**WHAT IS BEING ASKED**
Beginning with the first line of the data below, reproduce every line unchanged, ending with the line that holds "#[arg(required = true, value_name".

BEGIN

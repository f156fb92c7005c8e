use clap::{ArgGroup, Parser};
use std::path::PathBuf;

/// Coursera 课程资料下载器
#[derive(Parser, Debug)]
#[command(name = "coursera-dl")]
#[command(version = "1.0")]
#[command(author = "rpeng252@gmail.com")]
#[command(about = "下载 Coursera 课程的讲座视频和资料", long_about = None)]
#[command(group(
    ArgGroup::new("external")
        .args(["wget_bin", "curl_bin", "aria2_bin", "axel_bin"])
        .multiple(false)
))]
pub struct Cli {
    /// 课程名 (例如 "nlp")
    #[arg(required = true, value_name = "CLASS")]
    pub class_names: Vec<String>,

    /// 额外的课程名，可以重复使用
    #[arg(long, value_name = "CLASS")]
    pub add_class: Vec<String>,

    /// Netscape 格式的 cookies.txt 路径
    #[arg(short = 'c', long, value_name = "FILE")]
    #[arg(value_hint = clap::ValueHint::FilePath)]
    pub cookies_file: Option<PathBuf>,

    /// Coursera 账号
    #[arg(short = 'u', long)]
    pub username: Option<String>,

    /// Coursera 密码，不提供时会在终端提示输入
    #[arg(short = 'p', long)]
    pub password: Option<String>,

    /// 从 netrc 读取账号密码，不指定路径时使用默认位置
    #[arg(short = 'n', long, value_name = "PATH", num_args = 0..=1)]
    pub netrc: Option<Option<PathBuf>>,

    /// 要下载的格式，用空格分隔 (例如 "mp4 pdf")
    #[arg(short = 'f', long, default_value = "all")]
    pub formats: String,

    /// 只下载名字匹配该正则的章节
    #[arg(long, value_name = "REGEX")]
    pub section_filter: Option<String>,

    /// 只下载名字匹配该正则的讲座
    #[arg(long, value_name = "REGEX")]
    pub lecture_filter: Option<String>,

    /// 使用 wget 下载
    #[arg(short = 'w', long, value_name = "BIN", num_args = 0..=1, default_missing_value = "wget")]
    pub wget_bin: Option<PathBuf>,

    /// 使用 curl 下载
    #[arg(long, value_name = "BIN", num_args = 0..=1, default_missing_value = "curl")]
    pub curl_bin: Option<PathBuf>,

    /// 使用 aria2c 下载
    #[arg(long, value_name = "BIN", num_args = 0..=1, default_missing_value = "aria2c")]
    pub aria2_bin: Option<PathBuf>,

    /// 使用 axel 下载
    #[arg(long, value_name = "BIN", num_args = 0..=1, default_missing_value = "axel")]
    pub axel_bin: Option<PathBuf>,

    /// 覆盖已经下载的文件
    #[arg(short = 'o', long)]
    pub overwrite: bool,

    /// 课程大纲页面的本地缓存，不存在时会在下载后写入
    #[arg(short = 'l', long, value_name = "FILE")]
    pub local_page: Option<PathBuf>,

    /// 不下载，只创建空文件
    #[arg(long)]
    pub skip_download: bool,

    /// 保存目录
    #[arg(long, value_name = "DIR", default_value = ".")]
    #[arg(value_hint = clap::ValueHint::DirPath)]
    pub path: PathBuf,

    /// 章节目录名前加上课程名
    #[arg(long)]
    pub verbose_dirs: bool,

    /// 输出调试日志
    #[arg(long, conflicts_with = "quiet")]
    pub debug: bool,

    /// 只输出错误
    #[arg(long)]
    pub quiet: bool,

    /// 倒序处理章节
    #[arg(short = 'r', long = "reverse-sections")]
    pub reverse: bool,

    /// 超过多少天没有新内容就认为课程已结束
    #[arg(long, value_name = "DAYS", default_value_t = 30)]
    pub complete_after_days: u64,
}
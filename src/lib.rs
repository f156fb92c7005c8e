pub mod app;
pub mod auth;
pub mod cli;
pub mod common;
pub mod config;
pub mod downloader;
pub mod parser;
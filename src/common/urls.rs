pub const DEFAULT_CLASS_BASE: &str = "https://class.coursera.org";
pub const DEFAULT_LOGIN_URL: &str = "https://www.coursera.org/maestro/api/user/login";
pub const LOGIN_REFERER: &str = "https://www.coursera.org";

/// 平台地址模板，测试时可以换成本地服务器
#[derive(Debug, Clone, PartialEq, Eq)]
pub struct PlatformUrls {
    pub class_base: String,
    pub login_url: String,
}

impl Default for PlatformUrls {
    fn default() -> Self {
        Self {
            class_base: DEFAULT_CLASS_BASE.to_string(),
            login_url: DEFAULT_LOGIN_URL.to_string(),
        }
    }
}

impl PlatformUrls {
    pub fn with_base(base: &str) -> Self {
        let base = base.trim_end_matches('/');
        Self {
            class_base: base.to_string(),
            login_url: format!("{}/maestro/api/user/login", base),
        }
    }

    // 课程大纲页面
    pub fn syllabus_url(&self, class_name: &str) -> String {
        format!("{}/{}/lecture/index", self.class_base, class_name)
    }

    // 为课程生成会话的重定向接口
    pub fn auth_redirector_url(&self, class_name: &str) -> String {
        format!(
            "{}/{}/auth/auth_redirector?type=login&subtype=normal&email=&visiting={}",
            self.class_base,
            class_name,
            urlencoding::encode(&self.syllabus_url(class_name))
        )
    }
}
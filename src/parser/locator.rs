use lazy_static::lazy_static;
use scraper::{ElementRef, Html, Selector};

lazy_static! {
    static ref SECTION_HEADER: Selector =
        Selector::parse(r#"[class^="course-item-list-header"]"#).unwrap();
    static ref LECTURE_ITEM: Selector = Selector::parse("li").unwrap();
    static ref ANCHOR: Selector = Selector::parse("a").unwrap();
    static ref LINK: Selector = Selector::parse("a[href]").unwrap();
}

/// 在大纲页面中定位章节和讲座的方式。
///
/// 页面结构变化时只需要换一个实现，解析流程保持不变。
pub trait SyllabusLocator {
    fn locate_sections<'a>(&self, doc: &'a Html) -> Vec<ElementRef<'a>>;

    fn locate_lectures_for<'a>(&self, section: ElementRef<'a>) -> Vec<ElementRef<'a>>;

    fn section_title(&self, section: ElementRef<'_>) -> Option<String>;

    fn lecture_title(&self, lecture: ElementRef<'_>) -> Option<String>;

    fn resource_links<'a>(&self, lecture: ElementRef<'a>) -> Vec<&'a str>;
}

/// Coursera 课程大纲页面的结构
#[derive(Debug, Clone, Copy, Default)]
pub struct CourseraLocator;

// 元素自身的文本节点，不包含子元素里的文本
fn own_text(element: ElementRef<'_>) -> String {
    element
        .children()
        .filter_map(|node| node.value().as_text())
        .map(|text| text.to_string())
        .collect()
}

fn non_blank(text: String) -> Option<String> {
    if text.trim().is_empty() {
        None
    } else {
        Some(text)
    }
}

fn title_of(element: ElementRef<'_>) -> Option<String> {
    non_blank(own_text(element)).or_else(|| non_blank(element.text().collect()))
}

impl SyllabusLocator for CourseraLocator {
    fn locate_sections<'a>(&self, doc: &'a Html) -> Vec<ElementRef<'a>> {
        doc.select(&SECTION_HEADER).collect()
    }

    // 章节标题后面紧跟的元素是讲座列表
    fn locate_lectures_for<'a>(&self, section: ElementRef<'a>) -> Vec<ElementRef<'a>> {
        section
            .next_siblings()
            .find_map(ElementRef::wrap)
            .map(|list| list.select(&LECTURE_ITEM).collect())
            .unwrap_or_default()
    }

    fn section_title(&self, section: ElementRef<'_>) -> Option<String> {
        let heading = section.children().find_map(ElementRef::wrap)?;
        title_of(heading)
    }

    fn lecture_title(&self, lecture: ElementRef<'_>) -> Option<String> {
        let anchor = lecture.select(&ANCHOR).next()?;
        title_of(anchor)
    }

    fn resource_links<'a>(&self, lecture: ElementRef<'a>) -> Vec<&'a str> {
        lecture
            .select(&LINK)
            .filter_map(|a| a.value().attr("href"))
            .collect()
    }
}
pub mod client;
pub mod error;
pub mod logger;
pub mod page;
pub mod urls;
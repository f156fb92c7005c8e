use reqwest::StatusCode;
use thiserror::Error;

use super::cookies::CookieError;

#[derive(Debug, Error)]
pub enum AuthError {
    #[error("网络请求失败: {0}")]
    Reqwest(#[from] reqwest::Error),

    #[error("IO操作失败: {0}")]
    IoError(#[from] std::io::Error),

    #[error("登录失败，状态码: {0}")]
    AuthenticationFailed(StatusCode),

    #[error("找不到课程: {0}")]
    ClassNotFound(String),

    #[error("课程会话重定向失败，状态码: {0}")]
    RedirectFailed(StatusCode),

    #[error("响应中缺少 Cookie: {0}")]
    MissingCookie(&'static str),

    #[error("无效的凭据: {0}")]
    InvalidCredentials(String),

    #[error("Cookie 文件解析失败: {0}")]
    Cookie(#[from] CookieError),

    #[error("netrc 中找不到机器 {0} 的账号信息")]
    NetrcNotFound(String),
}

pub type Result<T> = std::result::Result<T, AuthError>;
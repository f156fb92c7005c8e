use std::path::Path;

use tracing::{debug, info, warn};

use super::client::CourseraClient;
use super::error::FetchError;
use crate::auth::SessionCredentials;

/// 带凭据抓取页面，可选地使用本地缓存
pub struct PageFetcher<'a> {
    client: &'a CourseraClient,
}

impl<'a> PageFetcher<'a> {
    pub fn new(client: &'a CourseraClient) -> Self {
        Self { client }
    }

    pub async fn fetch(
        &self,
        url: &str,
        credentials: &SessionCredentials,
    ) -> Result<String, FetchError> {
        let resp = self.client.get_with_credentials(url, credentials).await?;
        let status = resp.status();
        if !status.is_success() {
            warn!("页面请求失败: {} ({})", url, status);
            return Err(FetchError::Status {
                url: url.to_string(),
                status,
            });
        }
        Ok(resp.text().await?)
    }

    /// 获取课程大纲页面。
    ///
    /// 指定了本地页面且文件存在时直接读取；否则在线抓取，并在指定了路径时写入缓存。
    pub async fn fetch_syllabus(
        &self,
        url: &str,
        credentials: &SessionCredentials,
        local_page: Option<&Path>,
    ) -> Result<String, FetchError> {
        if let Some(path) = local_page {
            if tokio::fs::try_exists(path).await.unwrap_or(false) {
                let page = tokio::fs::read_to_string(path).await?;
                info!("读取本地页面 {} ({} 字节)", path.display(), page.len());
                return Ok(page);
            }
        }

        let page = self.fetch(url, credentials).await?;
        debug!("下载课程大纲 {} ({} 字节)", url, page.len());

        if let Some(path) = local_page {
            tokio::fs::write(path, &page).await?;
            info!("已缓存页面到 {}", path.display());
        }
        Ok(page)
    }
}
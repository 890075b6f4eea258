//! Path management for BudgetBuddy
//!
//! ## Path Resolution Order
//!
//! 1. `BUDGETBUDDY_DATA_DIR` environment variable (if set)
//! 2. The platform config directory from `directories`
//!    (`~/.config/budgetbuddy` on Linux)

use std::path::PathBuf;

use directories::ProjectDirs;

use crate::error::BuddyError;

/// Environment variable overriding the base directory
pub const DATA_DIR_ENV: &str = "BUDGETBUDDY_DATA_DIR";

/// Manages all paths used by BudgetBuddy
#[derive(Debug, Clone)]
pub struct BuddyPaths {
    base_dir: PathBuf,
}

impl BuddyPaths {
    /// Resolve the base directory from the environment or the platform default
    ///
    /// # Errors
    ///
    /// Returns an error if no home directory can be determined.
    pub fn new() -> Result<Self, BuddyError> {
        let base_dir = match std::env::var_os(DATA_DIR_ENV) {
            Some(custom) if !custom.is_empty() => PathBuf::from(custom),
            _ => ProjectDirs::from("", "", "budgetbuddy")
                .map(|dirs| dirs.config_dir().to_path_buf())
                .ok_or_else(|| {
                    BuddyError::Config("Could not determine a home directory".into())
                })?,
        };

        Ok(Self { base_dir })
    }

    /// Use a custom base directory (useful for testing)
    pub fn with_base_dir(base_dir: PathBuf) -> Self {
        Self { base_dir }
    }

    pub fn base_dir(&self) -> &PathBuf {
        &self.base_dir
    }

    /// Root of the document store (`users/<id>/data/*.json` below it)
    pub fn store_root(&self) -> PathBuf {
        self.base_dir.clone()
    }

    /// Get the path to the settings file
    pub fn settings_file(&self) -> PathBuf {
        self.base_dir.join("config.json")
    }

    /// Get the path to the audit log
    pub fn audit_log(&self) -> PathBuf {
        self.base_dir.join("audit.log")
    }

    /// Registered accounts
    pub fn users_file(&self) -> PathBuf {
        self.base_dir.join("users.json")
    }

    /// The persisted session
    pub fn session_file(&self) -> PathBuf {
        self.base_dir.join("session.json")
    }

    /// Ensure the base directory exists
    pub fn ensure_directories(&self) -> Result<(), BuddyError> {
        std::fs::create_dir_all(&self.base_dir)
            .map_err(|e| BuddyError::Io(format!("Failed to create base directory: {}", e)))
    }
}
//! Authentication errors
//!
//! Every rejection maps to a fixed, human-readable message. Wrong password
//! and unknown user deliberately share one message.

use std::fmt;

/// Why the identity provider rejected a request
#[derive(Debug, Clone, Copy, PartialEq, Eq)]
pub enum AuthErrorKind {
    InvalidEmail,
    UserNotFound,
    WrongPassword,
    EmailInUse,
    WeakPassword,
    Unknown,
}

impl AuthErrorKind {
    /// The message shown to the user for this kind
    pub fn user_message(&self) -> &'static str {
        match self {
            Self::InvalidEmail => "Invalid email address.",
            Self::UserNotFound | Self::WrongPassword => "Invalid email or password.",
            Self::EmailInUse => "Email is already in use.",
            Self::WeakPassword => "Password should be at least 6 characters.",
            Self::Unknown => "An error occurred. Please try again.",
        }
    }
}

/// An identity provider rejection
#[derive(Debug, Clone, PartialEq, Eq)]
pub struct AuthError {
    pub kind: AuthErrorKind,
    /// Underlying cause, kept for logs; never shown in place of the message
    pub detail: Option<String>,
}

impl AuthError {
    pub fn new(kind: AuthErrorKind) -> Self {
        Self { kind, detail: None }
    }

    /// An `Unknown` error carrying the underlying cause
    pub fn unknown(detail: impl Into<String>) -> Self {
        Self {
            kind: AuthErrorKind::Unknown,
            detail: Some(detail.into()),
        }
    }
}

impl From<AuthErrorKind> for AuthError {
    fn from(kind: AuthErrorKind) -> Self {
        Self::new(kind)
    }
}

impl fmt::Display for AuthError {
    fn fmt(&self, f: &mut fmt::Formatter<'_>) -> fmt::Result {
        f.write_str(self.kind.user_message())
    }
}

impl std::error::Error for AuthError {}
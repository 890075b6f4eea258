//! JSON export of the expense list
//!
//! The export is the bare expense array, pretty-printed, with the same field
//! names the stored document uses. It can be read back with
//! [`parse_json_export`].

use crate::error::{BuddyError, BuddyResult};
use crate::models::Expense;

/// Render expenses as pretty-printed JSON
///
/// Returns `Ok(None)` when there is nothing to export.
pub fn export_json(expenses: &[Expense]) -> BuddyResult<Option<String>> {
    if expenses.is_empty() {
        return Ok(None);
    }

    serde_json::to_string_pretty(expenses)
        .map(Some)
        .map_err(|e| BuddyError::Export(format!("Failed to serialize expenses: {}", e)))
}

/// Read a JSON export back into expenses
pub fn parse_json_export(contents: &str) -> BuddyResult<Vec<Expense>> {
    serde_json::from_str(contents)
        .map_err(|e| BuddyError::Export(format!("Invalid expense export: {}", e)))
}
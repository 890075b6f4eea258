//! In-memory document store
//!
//! Keeps documents in a map guarded by an `RwLock`. Useful for embedding the
//! library without touching disk, and for tests.

use std::collections::HashMap;
use std::sync::RwLock;

use serde_json::Value;

use crate::models::UserId;

use super::{apply_set, DocKey, DocumentStore, SetOptions, StoreError, StoreResult};

/// Document store backed by a hash map
#[derive(Debug, Default)]
pub struct MemoryStore {
    documents: RwLock<HashMap<(UserId, DocKey), Value>>,
}

impl MemoryStore {
    pub fn new() -> Self {
        Self::default()
    }

    /// Number of stored documents across all users
    pub fn len(&self) -> StoreResult<usize> {
        let documents = self.documents.read().map_err(|e| {
            StoreError::Unavailable(format!("Failed to acquire read lock: {}", e))
        })?;
        Ok(documents.len())
    }

    pub fn is_empty(&self) -> StoreResult<bool> {
        Ok(self.len()? == 0)
    }
}

impl DocumentStore for MemoryStore {
    fn get(&self, user: &UserId, key: DocKey) -> StoreResult<Option<Value>> {
        let documents = self.documents.read().map_err(|e| {
            StoreError::Unavailable(format!("Failed to acquire read lock: {}", e))
        })?;
        Ok(documents.get(&(*user, key)).cloned())
    }

    fn set(
        &self,
        user: &UserId,
        key: DocKey,
        document: &Value,
        options: SetOptions,
    ) -> StoreResult<()> {
        let mut documents = self.documents.write().map_err(|e| {
            StoreError::Unavailable(format!("Failed to acquire write lock: {}", e))
        })?;
        let existing = documents.remove(&(*user, key));
        documents.insert((*user, key), apply_set(existing, document, options));
        Ok(())
    }

    fn delete(&self, user: &UserId, key: DocKey) -> StoreResult<()> {
        let mut documents = self.documents.write().map_err(|e| {
            StoreError::Unavailable(format!("Failed to acquire write lock: {}", e))
        })?;
        documents.remove(&(*user, key));
        Ok(())
    }
}

#[cfg(test)]
mod tests {
    use super::*;
    use serde_json::json;

    #[test]
    fn test_get_set_delete() {
        let store = MemoryStore::new();
        let user = UserId::new();

        assert!(store.get(&user, DocKey::Settings).unwrap().is_none());

        store
            .set(&user, DocKey::Settings, &json!({"budgetGoal": 50}), SetOptions::merge())
            .unwrap();
        assert_eq!(
            store.get(&user, DocKey::Settings).unwrap(),
            Some(json!({"budgetGoal": 50}))
        );

        store.delete(&user, DocKey::Settings).unwrap();
        assert!(store.is_empty().unwrap());

        // Deleting again is fine
        store.delete(&user, DocKey::Settings).unwrap();
    }

    #[test]
    fn test_users_are_isolated() {
        let store = MemoryStore::new();
        let alice = UserId::new();
        let bob = UserId::new();

        store
            .set(&alice, DocKey::Expenses, &json!({"list": []}), SetOptions::replace())
            .unwrap();
        assert!(store.get(&bob, DocKey::Expenses).unwrap().is_none());
        assert_eq!(store.len().unwrap(), 1);
    }
}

END

**SOLUTION TO THIS PROBLEM**
repository f156fb92c7005c8e
use clap::{ArgGroup, Parser};
use std::path::PathBuf;

/// Coursera 课程资料下载器
#[derive(Parser, Debug)]
#[command(name = "coursera-dl")]
#[command(version = "1.0")]
#[command(author = "rpeng252@gmail.com")]
#[command(about = "下载 Coursera 课程的讲座视频和资料", long_about = None)]
#[command(group(
    ArgGroup::new("external")
        .args(["wget_bin", "curl_bin", "aria2_bin", "axel_bin"])
        .multiple(false)
))]
pub struct Cli {
    /// 课程名 (例如 "nlp")
    #[arg(required = true, value_name = "CLASS")]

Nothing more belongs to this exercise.